S.I.B.O: What is it, do I have it, and how to treat it?
You might be wondering what all the buzz is about a condition called S.I.B.O or asking yourself, ‘could this be affecting me’? In this week’s blog post, we will give you the scoop on what a diagnosis of S.I.B.O. means, common symptoms, and how it can be treated.
S.I.B.O. is an acronym that stands for small intestinal bacterial overgrowth (try saying that one 5 times fast…). As you can tell by the name, this chronic disorder of the intestines means that the affected individual has an overgrowth of bacteria populating their small intestine. A healthy small intestine generally has very few bacteria residing in this part of the digestive tract. Most bacterial life is found in the large intestine. S.I.B.O. is currently being heavily studied for its increasing prevalence today. While no one has found a definite cause of the disorder, researchers have related many cases with probable causes due to low stomach acid secretions and/or reduced gastrointestinal motility. Individuals at higher risk for S.I.B.O. include those with:
Gastric anatomical abnormalities
Irritable Bowel Syndrome
Frequent antibiotic use
H. Pylori Infection
Prolonged use of anti-acids
S.I.B.O. can be difficult to diagnose because it presents with non-specific symptoms that often seem unrelated. Many patients appear to have a variety of different symptoms and no one can tell them what exactly is the cause. Although there are many, some of the most common symptoms of S.I.B.O. include:
Abdominal Pain & Discomfort
Abdominal Bloating and/or Distention
While the presentation of S.I.B.O. is often difficult to discern, testing can help guide you to a diagnosis. One of the most common methods used is a breath test. The test results when gas produced by the bacterial cultures is exhaled after the patient ingests a specific substrate. We predominantly use this type of testing here at PIM and have kits readily available.

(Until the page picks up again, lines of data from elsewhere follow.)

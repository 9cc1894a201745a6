//! Recipient

use cbd_pre::{PublicKey, VerifiedCapsuleFrag, VerifyingKey, decrypt_reencrypted};
use serde::{Deserialize, Serialize};
use tracing::debug;

use crate::error::{CbdError, Result};
use crate::keyring::Keyring;
use crate::kits::retrieval::PolicyMessageKit;
use crate::policy::treasure_map::{PublishedTreasureMap, TreasureMap};

/// Public identity of a recipient, as the publisher knows it
#[derive(Debug, Clone, Copy, PartialEq, Serialize, Deserialize)]
pub struct RemoteBob {
    pub verifying_key: VerifyingKey,
    pub encrypting_key: PublicKey,
}

impl RemoteBob {
    pub fn from_public_keys(verifying_key: VerifyingKey, encrypting_key: PublicKey) -> Self {
        Self {
            verifying_key,
            encrypting_key,
        }
    }
}

#[derive(Debug)]
pub struct Bob {
    keyring: Keyring,
}

impl Bob {
    pub fn from_keyring(keyring: Keyring) -> Self {
        Self { keyring }
    }

    pub fn verifying_key(&self) -> VerifyingKey {
        self.keyring.signer().verifying_key()
    }

    pub fn encrypting_key(&self) -> PublicKey {
        self.keyring.encrypting_public_key()
    }

    pub fn to_remote(&self) -> RemoteBob {
        RemoteBob::from_public_keys(self.verifying_key(), self.encrypting_key())
    }

    /// Decrypt and authenticate a published treasure map
    pub fn resolve_treasure_map(
        &self,
        published: &PublishedTreasureMap,
        publisher: &VerifyingKey,
    ) -> Result<TreasureMap> {
        published.decrypt(&self.keyring.encrypting_secret_key(), publisher)
    }

    /// Combine the first `threshold` fragments, in node address order
    pub fn decrypt(&self, kit: &PolicyMessageKit) -> Result<Vec<u8>> {
        if !kit.is_decryptable_by_receiver() {
            return Err(CbdError::NotEnoughFragments {
                threshold: kit.threshold(),
                received: kit.result().len(),
            });
        }

        let cfrags: Vec<VerifiedCapsuleFrag> = kit
            .result()
            .cfrags()
            .take(kit.threshold())
            .map(|(_, cfrag)| cfrag.clone())
            .collect();
        debug!("Combining {} capsule fragments", cfrags.len());

        let message_kit = kit.message_kit();
        Ok(decrypt_reencrypted(
            &self.keyring.encrypting_secret_key(),
            kit.policy_encrypting_key(),
            &message_kit.capsule,
            cfrags,
            &message_kit.ciphertext,
        )?)
    }
}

Treatment of S.I.B.O. is one that requires an integrative process, which is why many patients turn to us for care. Often times, these patients have tried many avenues and we are their last stop. Treating S.I.B.O. means treating the root cause. We figure out why the S.I.B.O. developed in the first place. At the same time, we must address and treat the bacterial overgrowth. There are a variety of antimicrobial herbs, medications, and supplements available for this. Additionally, we will evaluate and treat any nutritional deficiencies through diet and supplementation. Some patients find it beneficial to follow a low FODMAP diet or elemental diet to alleviate symptoms during treatment. Lastly, PIM providers help our patients establish diet and lifestyle habits to reduce the chance of S.I.B.O. returning.
We are proud to share that we have many patients who have recovered from S.I.B.O.